### TASK INSTRUCTIONS:
Where the records below show the word "model" in a line, please copy that line.

### RAW DATA:
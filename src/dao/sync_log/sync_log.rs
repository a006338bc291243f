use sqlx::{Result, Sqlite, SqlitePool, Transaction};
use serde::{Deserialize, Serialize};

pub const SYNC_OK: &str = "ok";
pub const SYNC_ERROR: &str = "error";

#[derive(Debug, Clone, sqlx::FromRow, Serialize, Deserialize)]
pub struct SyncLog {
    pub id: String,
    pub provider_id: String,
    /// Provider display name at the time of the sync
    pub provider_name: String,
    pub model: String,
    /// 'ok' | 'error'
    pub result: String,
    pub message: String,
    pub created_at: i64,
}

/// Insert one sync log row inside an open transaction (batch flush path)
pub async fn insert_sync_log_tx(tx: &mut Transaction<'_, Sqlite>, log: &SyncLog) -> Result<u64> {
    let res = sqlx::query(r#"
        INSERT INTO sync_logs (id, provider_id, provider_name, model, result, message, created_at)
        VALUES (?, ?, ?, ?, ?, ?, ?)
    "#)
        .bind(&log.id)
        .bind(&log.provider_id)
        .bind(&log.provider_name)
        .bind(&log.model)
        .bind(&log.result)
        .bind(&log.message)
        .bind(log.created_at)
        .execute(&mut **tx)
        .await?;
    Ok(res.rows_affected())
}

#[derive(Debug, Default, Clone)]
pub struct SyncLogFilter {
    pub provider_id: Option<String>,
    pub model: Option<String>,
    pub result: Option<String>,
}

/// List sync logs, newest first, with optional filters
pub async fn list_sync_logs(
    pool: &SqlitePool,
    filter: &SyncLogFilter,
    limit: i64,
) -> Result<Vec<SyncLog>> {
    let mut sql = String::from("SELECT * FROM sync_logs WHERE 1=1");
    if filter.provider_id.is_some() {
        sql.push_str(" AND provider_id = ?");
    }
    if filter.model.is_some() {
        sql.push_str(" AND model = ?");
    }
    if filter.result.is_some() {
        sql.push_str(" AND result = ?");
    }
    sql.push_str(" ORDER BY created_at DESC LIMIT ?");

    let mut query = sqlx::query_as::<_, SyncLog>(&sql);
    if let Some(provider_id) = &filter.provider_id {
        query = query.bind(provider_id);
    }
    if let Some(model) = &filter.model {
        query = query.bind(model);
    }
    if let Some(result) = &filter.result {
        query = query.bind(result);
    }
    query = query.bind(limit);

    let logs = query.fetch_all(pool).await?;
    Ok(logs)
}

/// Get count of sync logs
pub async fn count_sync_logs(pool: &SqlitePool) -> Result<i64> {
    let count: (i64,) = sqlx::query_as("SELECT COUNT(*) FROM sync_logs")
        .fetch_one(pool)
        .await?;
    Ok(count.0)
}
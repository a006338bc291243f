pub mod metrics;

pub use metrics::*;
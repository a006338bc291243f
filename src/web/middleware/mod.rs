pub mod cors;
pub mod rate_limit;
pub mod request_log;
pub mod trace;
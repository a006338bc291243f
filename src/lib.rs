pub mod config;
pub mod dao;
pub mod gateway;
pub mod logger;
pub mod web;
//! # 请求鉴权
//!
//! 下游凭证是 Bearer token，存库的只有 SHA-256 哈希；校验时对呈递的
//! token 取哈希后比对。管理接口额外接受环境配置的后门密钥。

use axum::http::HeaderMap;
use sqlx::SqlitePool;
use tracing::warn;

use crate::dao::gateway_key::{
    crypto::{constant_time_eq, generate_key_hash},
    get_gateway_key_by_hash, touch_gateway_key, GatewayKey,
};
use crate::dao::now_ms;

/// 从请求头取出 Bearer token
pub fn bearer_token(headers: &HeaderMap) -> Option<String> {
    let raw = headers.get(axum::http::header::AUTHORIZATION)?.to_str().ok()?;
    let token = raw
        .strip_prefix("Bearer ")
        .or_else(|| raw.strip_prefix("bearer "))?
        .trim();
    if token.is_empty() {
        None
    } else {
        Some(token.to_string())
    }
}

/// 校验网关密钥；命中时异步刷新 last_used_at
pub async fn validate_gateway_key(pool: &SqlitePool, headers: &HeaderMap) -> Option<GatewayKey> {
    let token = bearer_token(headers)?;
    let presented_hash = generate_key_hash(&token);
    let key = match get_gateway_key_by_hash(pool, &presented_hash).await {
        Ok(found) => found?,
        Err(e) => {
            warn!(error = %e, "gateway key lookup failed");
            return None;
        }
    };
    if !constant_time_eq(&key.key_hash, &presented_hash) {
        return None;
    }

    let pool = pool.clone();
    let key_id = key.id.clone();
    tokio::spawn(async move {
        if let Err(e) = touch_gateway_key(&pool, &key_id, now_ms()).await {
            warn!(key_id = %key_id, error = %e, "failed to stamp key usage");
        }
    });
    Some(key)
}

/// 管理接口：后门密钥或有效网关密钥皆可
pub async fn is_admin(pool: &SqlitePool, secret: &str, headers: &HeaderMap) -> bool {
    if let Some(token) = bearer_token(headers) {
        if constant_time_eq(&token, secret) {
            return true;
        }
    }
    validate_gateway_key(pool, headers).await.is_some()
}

### YOUR SOLUTION:
    pub model: String,
        INSERT INTO sync_logs (id, provider_id, provider_name, model, result, message, created_at)
        .bind(&log.model)
    pub model: Option<String>,
    if filter.model.is_some() {
        sql.push_str(" AND model = ?");
    if let Some(model) = &filter.model {
        query = query.bind(model);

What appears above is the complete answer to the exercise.